Paul. — Je vous le répéterai encore une fois : la bête a plus d’esprit qu’on ne pense ; aussi prenons garde de tourner en mal des aptitudes dont la raison nous échappe. Ne dit-on pas de la buse qu’elle est stupide, parce qu’elle est d’une incomparable patience pour guetter, immobile, le mulot soupçonneux ? Voilà que maintenant on accuse le pic de la sotte présomption de percer un tronc d’arbre à chaque coup de bec, parce qu’il accourt saisir les insectes fuyant au côté opposé. Rappelez-vous ceci : il n’y a dans l’animal d’autre sottise que celle de notre propre manière de voir. Quand nous pouvons en saisir le véritable but, nous trouvons toujours ses actions d’une parfaite logique, et cela doit être. L’animal n’a pas le choix de ses actes ; il est fait pour exercer d’invariables fonctions, conformes à son genre de vie et de tout temps déterminées par la providentielle sagesse, qui ne peut faire commettre des inconséquences à des créatures dépourvues de liberté. Seul l’homme est libre ; par un sublime privilège, il est abandonné aux inspirations opposées du bien et du mal, de la saine raison et des passions aveugles, afin qu’il y ait pour lui lutte méritoire en vue de ses immortelles destinées ; il cherche et choisit, à ses risques et périls, pour sa grandeur future ou sa confusion, le vrai ou le faux, le juste ou l’injuste, le beau ou le laid. De là résulte en nous une certaine association de force morale et de faiblesse, d’erreur et de vérité, de lumière et de ténèbres, d’élan et de recul. L’animal, n’ayant pas à combattre comme nous le méritoire combat de la vie, est maintenant ce qu’il a toujours été, ce qu’il sera toujours ; il fait aujourd’hui ce qu’il faisait hier, ce qu’il fera demain ; depuis des siècles et des siècles, il le fait sans retouches, sans améliorations ni décadence, avec une logique inconsciente, mais infaillible, parce qu’elle est à tout jamais réglementée par l’universelle raison.

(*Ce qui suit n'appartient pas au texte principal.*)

//! TCP implementation of [`Sender`] and [`Receiver`].
//!
//! Every link starts with the sender's 4-byte logical id, followed by
//! frames of `[u64 len][len bytes]` in native byte order. Each link owns a
//! byte-bounded [`MessageQueue`]; a worker thread drains it into the socket
//! on the sending side and fills it from the socket on the receiving side.

use std::collections::BTreeMap;
use std::io::{self, BufWriter, Read, Write};
use std::net::{Shutdown, SocketAddr, TcpListener, TcpStream};
use std::sync::atomic::{AtomicUsize, Ordering};
use std::sync::Arc;
use std::thread::{self, JoinHandle};

use parking_lot::{Condvar, Mutex};
use tracing::{debug, info, warn};

use super::addr::Endpoint;
use super::comm::{PeerId, Receiver, Sender};
use super::message::Message;
use super::options::CommOptions;
use super::queue::MessageQueue;
use crate::types::{Result, StrataError};

const TRANSPORT: &str = "socket";

struct OutLink {
    endpoint: Endpoint,
    queue: Arc<MessageQueue>,
    writer: Option<JoinHandle<Result<()>>>,
}

/// Sending side of the socket communicator.
pub struct SocketSender {
    sender_id: PeerId,
    options: CommOptions,
    pending: BTreeMap<PeerId, Endpoint>,
    links: BTreeMap<PeerId, OutLink>,
}

impl SocketSender {
    /// A sender that introduces itself as `sender_id` on every link.
    pub fn new(sender_id: PeerId, options: CommOptions) -> Self {
        Self {
            sender_id,
            options,
            pending: BTreeMap::new(),
            links: BTreeMap::new(),
        }
    }

    /// Logical id announced to receivers.
    pub fn sender_id(&self) -> PeerId {
        self.sender_id
    }

    fn open_link(&self, recv_id: PeerId, endpoint: &Endpoint) -> Result<OutLink> {
        let addr = endpoint.resolve()?;
        let mut stream = TcpStream::connect(addr).map_err(|err| StrataError::io("connect", err))?;
        stream
            .set_nodelay(self.options.tcp_nodelay)
            .map_err(|err| StrataError::io("set_nodelay", err))?;
        stream
            .write_all(&self.sender_id.to_ne_bytes())
            .map_err(|err| StrataError::io("handshake", err))?;
        let queue = Arc::new(MessageQueue::new(self.options.queue_capacity));
        let writer = {
            let queue = Arc::clone(&queue);
            thread::Builder::new()
                .name(format!("strata-send-{recv_id}"))
                .spawn(move || write_loop(stream, &queue, recv_id))
                .map_err(|err| StrataError::io("spawn writer", err))?
        };
        info!(recv_id, addr = %endpoint, "comm.sender.connect");
        Ok(OutLink {
            endpoint: endpoint.clone(),
            queue,
            writer: Some(writer),
        })
    }

    fn close_links(&mut self) -> Result<()> {
        let mut first_err = None;
        for (recv_id, mut link) in std::mem::take(&mut self.links) {
            link.queue.close();
            if !link.queue.is_empty() {
                debug!(
                    recv_id,
                    queued = link.queue.len(),
                    "comm.sender.finalize.draining"
                );
            }
            let outcome = match link.writer.take().map(JoinHandle::join) {
                Some(Ok(result)) => result,
                Some(Err(_)) => Err(StrataError::Transport(format!(
                    "writer thread for receiver {recv_id} panicked"
                ))),
                None => Ok(()),
            };
            if let Err(err) = outcome {
                warn!(recv_id, addr = %link.endpoint, error = %err, "comm.sender.link_failed");
                first_err.get_or_insert(err);
            }
        }
        first_err.map_or(Ok(()), Err)
    }
}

La vie des pics se passe à circuler de bas en haut autour des arbres pour ébranler du bec les vieilles écorces, abri des insectes, et pour sonder toutes les fissures avec leur langue pointue, qui s’allonge comme un ver dans les couloirs des larves perforantes. Ces oiseaux sont préposés à la garde des forêts ; ils inspectent surtout les arbres maladifs, taraudés par la vermine, et leur opèrent de salutaires sondages dans les points mortifiés. Parfois il leur arrive d’attaquer le vif, surtout en construisant leurs nids, et de compromettre la solidité de l’arbre par de profondes excavations. Mais ces dommages sont très largement compensés, et, sans hésitation, je donne aux pics le titre de gardes forestiers, titre mérité par leur guerre assidue aux insectes destructeurs du bois. Rarement ils quittent leur chantier de travail, le tronc et les maîtresses branches, pour descendre à terre, si ce n’est lorsqu’ils ont découvert une fourmilière, dont ils mangent les habitants avec délices. Ils établissent leur nid à une grande hauteur, au fond d’un trou rond ouvert à coups de bec dans le cœur d’un tronc d’arbre. Le matelas est fait de mousse et de laine. Les œufs, au nombre de quatre à six, sont, pour tous nos pics, blancs, lisses et lustrés comme de l’ivoire.